So let's take a little bit of a look at some of the compliance standards required to monitor leakage currents inside the systems as it relates to system grounding. So the primary one that we're going to look at is the German standard VDE 0126-1-1, where we have three different fault currents that need to be monitored. First off is the ground fault current, which is in case of an insulation failure when the current flows through the ground wire. Secondly is a fault current, which is the sum of the instantaneous values of the main currents that would normally be zero.
And then lastly, we have leakage ground currents. And this is due to stray capacitance via the insulation and cabling where parasitic elements couples the grounding into and through that insulative barrier. So the standard states that disconnection in any three of these particular leakage current issues needs to happen within 0.3 seconds whenever that leakage current is higher than 300 milliamps.

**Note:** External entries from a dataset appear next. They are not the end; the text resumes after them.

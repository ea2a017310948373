// SPDX-License-Identifier: PMPL-1.0-or-later
//! Error types for the registry submitter

use thiserror::Error;

/// Invalid rate limiter configuration
#[derive(Debug, Error, Clone, PartialEq, Eq)]
pub enum ConfigError {
    #[error("Rate limit must be at least 1")]
    ZeroLimit,

    #[error("Rate window must be longer than zero")]
    ZeroWindow,
}

/// Failure while building or sending a submission
#[derive(Debug, Error)]
pub enum TransportError {
    #[error("Invalid registry endpoint {url}: {source}")]
    InvalidEndpoint {
        url: String,
        #[source]
        source: url::ParseError,
    },

    #[error("Invalid request: {0}")]
    InvalidRequest(String),

    #[error("Serialization error: {0}")]
    Serialization(#[from] serde_json::Error),

    #[error("Request error: {0}")]
    Request(String),

    #[error("Registry responded with status {0}")]
    Status(u16),
}

impl From<reqwest::Error> for TransportError {
    fn from(err: reqwest::Error) -> Self {
        // Builder errors come from bad header names or values.
        if err.is_builder() {
            return TransportError::InvalidRequest(err.to_string());
        }
        match err.status() {
            Some(status) => TransportError::Status(status.as_u16()),
            None => TransportError::Request(err.to_string()),
        }
    }
}
// SPDX-FileCopyrightText: 2025 Hyperpolymath
// SPDX-License-Identifier: PMPL-1.0-or-later

//! Rolling window rate limiter for registry submissions.
//!
//! Every admission is recorded in a ledger of timestamps. Before each
//! capacity check, entries that are `window` or more old are purged; a new
//! admission is granted only while fewer than `limit` entries remain.
//! Purge, check and append run under one lock.

use crate::config::RateLimitConfig;
use crate::error::ConfigError;
use std::collections::VecDeque;
use std::sync::{Mutex, MutexGuard};
use std::time::{Duration, Instant};
use tracing::debug;

/// Outcome of an admission request.
#[derive(Debug, Clone, Copy, PartialEq, Eq)]
pub enum Admission {
    /// A slot was reserved
    Admitted {
        /// Slots still free in the current window
        remaining: u32,
    },
    /// The window is full; nothing was reserved
    Rejected {
        /// Time until the oldest counted admission expires
        retry_after: Duration,
    },
}

impl Admission {
    pub fn is_admitted(&self) -> bool {
        matches!(self, Admission::Admitted { .. })
    }
}

/// Thread-safe rolling window rate limiter.
#[derive(Debug)]
pub struct RateLimiter {
    config: RateLimitConfig,
    window: Duration,
    ledger: Mutex<VecDeque<Instant>>,
}

impl RateLimiter {
    /// Create a new rate limiter with the given configuration.
    pub fn new(config: RateLimitConfig) -> Result<Self, ConfigError> {
        if config.limit == 0 {
            return Err(ConfigError::ZeroLimit);
        }
        let window = config.window_duration();
        if window.is_zero() {
            return Err(ConfigError::ZeroWindow);
        }

        Ok(Self {
            ledger: Mutex::new(VecDeque::with_capacity(config.limit as usize)),
            window,
            config,
        })
    }

    pub fn config(&self) -> &RateLimitConfig {
        &self.config
    }

    /// Try to reserve a slot at `now`.
    ///
    /// Never blocks waiting for capacity: a full window is reported as
    /// `Rejected` straight away.
    pub fn acquire(&self, now: Instant) -> Admission {
        let mut ledger = self.lock();

        // An entry aged exactly `window` no longer counts.
        ledger.retain(|t| now.saturating_duration_since(*t) < self.window);

        let limit = self.config.limit as usize;
        if ledger.len() >= limit {
            let oldest_age = ledger
                .iter()
                .map(|t| now.saturating_duration_since(*t))
                .max()
                .unwrap_or_default();
            let retry_after = self.window.saturating_sub(oldest_age);
            debug!(in_window = ledger.len(), ?retry_after, "Admission rejected");
            return Admission::Rejected { retry_after };
        }

        ledger.push_back(now);
        let remaining = (limit - ledger.len()) as u32;
        debug!(in_window = ledger.len(), remaining, "Admission granted");
        Admission::Admitted { remaining }
    }

    /// Try to reserve a slot at the current system time.
    pub fn try_acquire(&self) -> Admission {
        self.acquire(Instant::now())
    }

    /// Number of admissions still counted against the window at `now`.
    pub fn admitted_in_window(&self, now: Instant) -> usize {
        self.lock()
            .iter()
            .filter(|t| now.saturating_duration_since(**t) < self.window)
            .count()
    }

    // The ledger is consistent after every statement that mutates it, so a
    // panic elsewhere while holding the lock cannot leave it half-updated.
    fn lock(&self) -> MutexGuard<'_, VecDeque<Instant>> {
        self.ledger.lock().unwrap_or_else(|e| e.into_inner())
    }
}
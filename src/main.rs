// SPDX-FileCopyrightText: 2025 Hyperpolymath
// SPDX-License-Identifier: PMPL-1.0-or-later

//! Registry Submit
//!
//! Submits one document file to the registry through the rate-limited
//! client and reports the outcome.
//!
//! ## Configuration
//!
//! Configuration is loaded from environment variables:
//!
//! - `REGISTRY_URL`: Document creation endpoint
//! - `RATE_LIMIT`: Max submissions per window (default: 10)
//! - `RATE_WINDOW_MS`: Window length in milliseconds (default: 1000)
//! - `SIGNATURE_HEADER`: Header that carries the signature (default: unset)
//! - `REQUEST_TIMEOUT_SECS`: Per-request timeout (default: 30)

use clap::Parser;
use std::path::PathBuf;
use std::process::ExitCode;
use std::time::Duration;
use tracing::{info, Level};
use tracing_subscriber::{fmt, prelude::*, EnvFilter};

use registry_submitter::{
    config::{Config, RateLimitConfig, RegistryConfig},
    Document, HttpTransport, RateLimiter, SubmissionClient,
};

#[derive(Parser)]
#[command(name = "registry-submit", about = "Submit a document to the registry")]
struct Args {
    /// Path to the document JSON (registry wire format)
    #[arg(long)]
    document: PathBuf,

    /// Pre-computed document signature
    #[arg(long)]
    signature: String,
}

#[tokio::main]
async fn main() -> anyhow::Result<ExitCode> {
    // Initialize tracing
    tracing_subscriber::registry()
        .with(fmt::layer().json())
        .with(
            EnvFilter::builder()
                .with_default_directive(Level::INFO.into())
                .from_env_lossy(),
        )
        .init();

    let args = Args::parse();

    // Load configuration
    let config = load_config(|key| std::env::var(key).ok());
    info!(
        endpoint = %config.registry.endpoint,
        limit = config.rate_limit.limit,
        window_ms = config.rate_limit.window.as_millis() as u64,
        "Starting registry submitter"
    );

    let raw = std::fs::read(&args.document)?;
    let document: Document = serde_json::from_slice(&raw)?;

    let limiter = RateLimiter::new(config.rate_limit)?;
    let transport = HttpTransport::new(config.registry.timeout())?;
    let client = SubmissionClient::new(limiter, transport, config.registry);

    let result = client.submit(&document, &args.signature).await;
    info!(doc_id = %document.doc_id, result = %result, "Submission finished");
    println!("{result}");

    Ok(if result.is_submitted() {
        ExitCode::SUCCESS
    } else {
        ExitCode::FAILURE
    })
}

/// Load configuration from environment variables.
///
/// `var` looks a variable up; empty values count as unset.
fn load_config(var: impl Fn(&str) -> Option<String>) -> Config {
    let var = |key: &str| var(key).filter(|v| !v.trim().is_empty());
    let rate_defaults = RateLimitConfig::default();
    let registry_defaults = RegistryConfig::default();

    Config {
        rate_limit: RateLimitConfig {
            limit: var("RATE_LIMIT")
                .and_then(|v| v.parse().ok())
                .unwrap_or(rate_defaults.limit),
            window: var("RATE_WINDOW_MS")
                .and_then(|v| v.parse().ok())
                .map(Duration::from_millis)
                .unwrap_or(rate_defaults.window),
        },
        registry: RegistryConfig {
            endpoint: var("REGISTRY_URL").unwrap_or(registry_defaults.endpoint),
            signature_header: var("SIGNATURE_HEADER"),
            timeout_secs: var("REQUEST_TIMEOUT_SECS")
                .and_then(|v| v.parse().ok())
                .unwrap_or(registry_defaults.timeout_secs),
            ..registry_defaults
        },
    }
}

This means that we need to actually take a close look at how we provide system grounding for the entire solution. So on the left-hand side here, we have a human accessible control module, as you can see in the bottom of the diagram. Since that control module is grounded to earth and the actual-- not the DC bus itself. Everything that we're doing with sensing and gate driving does need to be isolated. So we can see that the low power side of the gate drivers and all of the sensing is earth grounded.
So these isolated gate drivers and amplifiers are referenced to the same ground as the control module, which means that that control module side is safe for human interaction. And these also require safety isolation. This is a simpler configuration compared what we have on the right-hand side, but it does require a higher isolation standoff. On the right-hand side as an alternative methodology of integrating the system where the control module is actually referenced to DC-.

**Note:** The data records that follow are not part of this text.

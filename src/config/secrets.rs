//! Secret handling utilities.
//!
//! Re-exports secrecy types so callers holding an access token do not need
//! a direct dependency on secrecy.

pub use secrecy::{ExposeSecret, SecretString};
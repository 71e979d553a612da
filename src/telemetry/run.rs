//! Run and item span helpers.
//!
//! Every run gets a `run.execute` span; every question processed inside it
//! gets a child `run.item` span whose outcome is recorded once known.

use tracing::Span;

use crate::model::{ItemOutcome, RunId};

/// Start a span for one run of the workflow.
pub fn start_run_span(run_id: &RunId, assignment_id: &str) -> Span {
    tracing::info_span!(
        "run.execute",
        "run.id" = %run_id,
        "run.assignment_id" = assignment_id,
        "run.questions" = tracing::field::Empty,
    )
}

/// Start a span for one question. `index` is 1-based.
///
/// The `item.outcome` field is declared empty and filled by
/// [`record_item_outcome`].
pub fn start_item_span(index: usize, question_id: &str) -> Span {
    tracing::info_span!(
        "run.item",
        "item.index" = index,
        "item.question_id" = question_id,
        "item.outcome" = tracing::field::Empty,
    )
}

/// Record how an item ended on its span.
pub fn record_item_outcome(span: &Span, outcome: &ItemOutcome) {
    span.record("item.outcome", outcome.label());
    span.in_scope(|| match outcome {
        ItemOutcome::Failed { kind, detail } => {
            tracing::warn!(%kind, detail = detail.as_str(), "item failed");
        }
        _ => tracing::debug!(outcome = outcome.label(), "item finished"),
    });
}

This introduces additional isolation requirements on communication interfaces because the control module is not human accessible. It's more complicated, but there is a lower isolation requirement on the actual isolated elements inside the system itself. However, again, all of the communications will have some kind of digital isolator requirement. Because of the simplicity of that solution on the left, this is the one we've decided to go forward with on the actual design of the inverter that we'll be talking about later.
As we start talking about the different levels of isolation, let's look at some of the major technologies that are available in the market space to maintain this kind of high level of isolation that we require for both sensing and driving. First off, probably one of the oldest methodologies of isolating an electrical signal is via optical isolation. So inside a single package, there will be an LED and receiver. So the LCD side will generate a pulse of light that will be received by the diode on the right-hand side and create an output. That has a signal conditioning and LED drive circuit requirement. So this is a current-controlled solution.

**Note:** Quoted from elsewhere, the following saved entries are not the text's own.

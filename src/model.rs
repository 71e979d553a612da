//! Core data model.
//!
//! A run works on one assignment with one credential set. The listing call
//! yields question refs, each question yields an answer record, and every
//! question ends in exactly one item outcome.

use secrecy::{ExposeSecret, SecretString};
use serde::{Deserialize, Serialize};
use serde_json::Value;
use uuid::Uuid;

// ---------------------------------------------------------------------------
// Credentials
// ---------------------------------------------------------------------------

/// The two inputs a run needs. Supplied once, never persisted.
#[derive(Debug)]
pub struct Credentials {
    pub assignment_id: String,
    pub access_token: SecretString,
}

impl Credentials {
    pub fn new(assignment_id: impl Into<String>, access_token: impl Into<String>) -> Self {
        Self {
            assignment_id: assignment_id.into(),
            access_token: SecretString::from(access_token.into()),
        }
    }

    /// Both fields must be non-blank before a run may start.
    pub fn validate(&self) -> crate::error::Result<()> {
        let token = self.access_token.expose_secret();
        if self.assignment_id.trim().is_empty() || token.trim().is_empty() {
            return Err(crate::error::Error::InvalidCredentials);
        }
        Ok(())
    }
}

// ---------------------------------------------------------------------------
// Questions and answers
// ---------------------------------------------------------------------------

/// One entry of the assignment's question listing.
///
/// `id` is the text used in URLs and progress lines. `wire_id` is the value
/// exactly as the platform sent it and is echoed back on submission.
#[derive(Debug, Clone, PartialEq, Eq, Deserialize)]
#[serde(try_from = "RawQuestionRef")]
pub struct QuestionRef {
    pub id: String,
    pub wire_id: Value,
}

impl QuestionRef {
    pub fn new(id: impl Into<String>) -> Self {
        let id = id.into();
        Self {
            wire_id: Value::String(id.clone()),
            id,
        }
    }
}

#[derive(Deserialize)]
struct RawQuestionRef {
    id: Value,
}

/// The platform hands out ids as strings on some deployments and as plain
/// numbers on others.
impl TryFrom<RawQuestionRef> for QuestionRef {
    type Error = String;

    fn try_from(raw: RawQuestionRef) -> Result<Self, Self::Error> {
        let id = match &raw.id {
            Value::String(s) => s.clone(),
            Value::Number(n) => n.to_string(),
            other => return Err(format!("question id must be a string or number, got {other}")),
        };
        Ok(Self {
            id,
            wire_id: raw.id,
        })
    }
}

/// A stored answer, kept as the platform's own JSON value.
#[derive(Debug, Clone, PartialEq, Eq)]
pub struct Answer(pub Value);

impl Answer {
    pub fn value(&self) -> &Value {
        &self.0
    }
}

impl From<&str> for Answer {
    fn from(s: &str) -> Self {
        Answer(Value::String(s.to_string()))
    }
}

/// Strings print bare; anything else prints as compact JSON.
impl std::fmt::Display for Answer {
    fn fmt(&self, f: &mut std::fmt::Formatter<'_>) -> std::fmt::Result {
        match &self.0 {
            Value::String(s) => write!(f, "{s}"),
            other => write!(f, "{other}"),
        }
    }
}

/// The stored answer of one question. `answer: None` means skip it.
#[derive(Debug, Clone, PartialEq, Eq)]
pub struct AnswerRecord {
    pub question_id: String,
    pub answer: Option<Answer>,
}

impl AnswerRecord {
    /// Normalize the raw `data.answer` value.
    ///
    /// Missing, `null`, `""`, `[]`, `{}`, `false` and zero are all absent.
    pub fn from_value(question_id: impl Into<String>, raw: Option<Value>) -> Self {
        let answer = raw.filter(|v| !is_blank(v)).map(Answer);
        Self {
            question_id: question_id.into(),
            answer,
        }
    }
}

fn is_blank(value: &Value) -> bool {
    match value {
        Value::Null => true,
        Value::Bool(b) => !b,
        Value::Number(n) => n.as_f64() == Some(0.0),
        Value::String(s) => s.is_empty(),
        Value::Array(items) => items.is_empty(),
        Value::Object(fields) => fields.is_empty(),
    }
}

// ---------------------------------------------------------------------------
// Item outcome
// ---------------------------------------------------------------------------

/// Failure taxonomy for platform calls.
#[derive(Debug, Clone, Copy, PartialEq, Eq, Hash, Serialize, Deserialize)]
#[serde(rename_all = "snake_case")]
pub enum FailureKind {
    /// Connection, DNS or timeout.
    Transport,
    /// Non-success status code.
    Protocol,
    /// Body not in the expected shape.
    Decode,
    /// Well-formed response lacking the expected value.
    DataAbsent,
    /// Anything the above do not cover.
    Unexpected,
}

impl std::fmt::Display for FailureKind {
    fn fmt(&self, f: &mut std::fmt::Formatter<'_>) -> std::fmt::Result {
        let s = match self {
            FailureKind::Transport => "transport",
            FailureKind::Protocol => "protocol",
            FailureKind::Decode => "decode",
            FailureKind::DataAbsent => "data_absent",
            FailureKind::Unexpected => "unexpected",
        };
        write!(f, "{s}")
    }
}

/// How a single question ended. Every item resolves to exactly one of these.
#[derive(Debug, Clone, PartialEq, Eq)]
pub enum ItemOutcome {
    Submitted,
    Skipped(FailureKind),
    Failed { kind: FailureKind, detail: String },
}

impl ItemOutcome {
    pub fn failed(err: &crate::error::Error) -> Self {
        ItemOutcome::Failed {
            kind: err.failure_kind(),
            detail: err.to_string(),
        }
    }

    pub fn label(&self) -> &'static str {
        match self {
            ItemOutcome::Submitted => "submitted",
            ItemOutcome::Skipped(_) => "skipped",
            ItemOutcome::Failed { .. } => "failed",
        }
    }
}

// ---------------------------------------------------------------------------
// Run id
// ---------------------------------------------------------------------------

/// Newtype for run ids. Only used to correlate log lines.
#[derive(Debug, Clone, Copy, PartialEq, Eq, Hash, Serialize, Deserialize)]
pub struct RunId(pub Uuid);

impl RunId {
    pub fn new() -> Self {
        Self(Uuid::new_v4())
    }
}

impl std::fmt::Display for RunId {
    fn fmt(&self, f: &mut std::fmt::Formatter<'_>) -> std::fmt::Result {
        // Short display: first 8 chars of UUID
        write!(f, "{}", &self.0.to_string()[..8])
    }
}

impl Default for RunId {
    fn default() -> Self {
        Self::new()
    }
}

And then on the right-hand side, there is a CMOS buffer that will interpret that signal and drive an output. In the middle, we have a magnetically coupled isolation technology. So that would be a driver on the left that will then drive through a magnetically coupled transformer-based system. And then that signal will be interpreted on the right-hand side. And then finally, the third option, and TI's primary methodology of isolation, is capacitive. In this particular one, there is an amplifier with an offset that will generate an electric field via capacitive element. And that signal be interpreted and driven out via an output.
So let's take a look at some of the drawbacks of both optical and magnetic isolation that lead us to see why TI prefers capacitive-based isolation solutions. So first off with optical isolation, these are fairly low performance devices. They suffer from long propagation delays high quiescent current because of the requirements to drive the LED. They also have a low robustness and reliability. So they have a low noise community because of the common mode transient immunity is low. And the LED will degrade over time and temperature, which leads to reduced lifespans.
On the magnetic isolation front, they suffer from a low robustness issue. They have lower working voltages, which translates to limited applications. They have a low noise immunity because they are using a magnetic coupling. So any kind of magnetic interference can cause a problem for that magnetic coupling. And they have high EM emissions because they are generating their own magnetic fields internally. They also suffer from a low reliability with high quiescent current, and an insulator degradation over time.
Capacitive isolation, on the other hand, doesn't suffer from any of these drawbacks. So let's take a close look at TI's capacitive signal isolation. So this is the industry leading integrated capacitive isolation. Silicon dioxide is the most stable dielectric over temperature and moisture, which leads to very long lifespans. We can leverage advances in TI's CMOS process for high precision, type part-to-part skew tolerances, no mechanisms to wear out, a low defect level. What this means is the highest lifetime in the industry, greater than 1.5 kilovolts RMS for over 40 years, and superior transient protection in harsh environments, such as solar inverters.
You can see some of the test results from the actual devices themselves. This one in particular is the u.s.s. UCC21520 being tested with CMTI. So we can see on the left hand chart a positive CMTI of 155 volts per nanosecond. And while we have OUT A and OUT B are both relatively stable with only a minor amount of noise being coupled in. You can also see a negative CMTI of about 200 volts per nanosecond with, again, similar output stability. The high CMTI immunity that we're seeing here inside the UCC21520 translates to excellent performance inside high switch speed applications, such as silicon carbide-based inverters, especially with the higher voltages that we're starting to see and operate with.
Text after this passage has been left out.